3. Deep learning library that contains pre-trained models, loss functions, etc.

We will go through every component

## PyTorch tensors

In [1]:
import torch
torch.__version__


'2.7.0+cu126'

In [2]:
print(torch.cuda.is_available())

True


In [4]:
# 0D tensor (scalar)
tensor0d = torch.tensor(1)
print(tensor0d)
# 1D tensor (vector)
tensor1d = torch.tensor([1, 2, 3])
print(tensor1d)
# 2D tensor (matrix)
tensor2d = torch.tensor([[1, 2], [3, 4]])
print(tensor2d)
# 3D tensor
tensor3d = torch.tensor([[[1, 2], [3, 4]], [[5, 6], [7, 8]]])
print(tensor3d)

tensor(1)
tensor([1, 2, 3])
tensor([[1, 2],
        [3, 4]])
tensor([[[1, 2],
         [3, 4]],

        [[5, 6],
         [7, 8]]])


In [5]:
# default 64-bit integer
print(tensor1d.dtype)

torch.int64


In [6]:
# default 32-bit precision
floatvec = torch.tensor([1.0, 2.0, 3.0])
print(floatvec.dtype)

torch.float32


In [7]:
# change type
tensor1d_float = tensor1d.to(torch.float32)
print(tensor1d_float.dtype)

torch.float32


In [8]:
# shape of a tensor
print(tensor0d.shape)
print(tensor1d.shape)
print(tensor2d.shape)
print(tensor3d.shape)

torch.Size([])
torch.Size([3])
torch.Size([2, 2])
torch.Size([2, 2, 2])


In [10]:
# reshape a tensor
tensor2d.reshape(4, 1)

tensor([[1],
        [2],
        [3],
        [4]])

In [11]:
# reshape a tensor (common method)
tensor2d.view(4, 1)

tensor([[1],
        [2],
        [3],
        [4]])

In [12]:
# Transpose
tensor2d.T

tensor([[1, 3],
        [2, 4]])

In [13]:
# matmul 1
tensor2d.matmul(tensor2d.T)

tensor([[ 5, 11],
        [11, 25]])

In [14]:
# matmul 2
tensor2d @ tensor2d.T

tensor([[ 5, 11],
        [11, 25]])

## PyTorch autograd engine

In [16]:
# Suppose we have a model with the weight w1 and th bias b,
# to compute the gradients, pytorch computes a graph in the background
# as shown in the following figure
import torch.nn.functional as F

y = torch.tensor([1.0]) # true label
x1 = torch.tensor([1.1]) # input
w1 = torch.tensor([2.2]) # weight
b = torch.tensor([0.0]) # bias

z = x1 * w1 + b
a = torch.sigmoid(z) # predicted label

loss = F.binary_cross_entropy(a, y)
print("[a]", a)
print("[y]", y)
print("[loss]", loss)

[a] tensor([0.9183])
[y] tensor([1.])
[loss] tensor(0.0852)


The following figure illustrates the graph of the above 'model'.
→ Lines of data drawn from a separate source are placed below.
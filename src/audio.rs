//! Audio side of the scope: shared filter controls, the lock-free block tap
//! and the demo tone generator feeding it.

pub mod controls;
pub mod tap;
pub mod tone;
As long as the final node, in this case `loss = L(a,y)` has the requires_grad attribute set to True, pytorch will build the graph to compute the gradients.

The way pytorch compute the gradients is from right to left, called backpropagation, it starts from the output layer (loss) and goes backward to the input layer.

In this way, pytorch computes the gradient of the loss respect to each parameter (weights and biases) to update these parameters during training.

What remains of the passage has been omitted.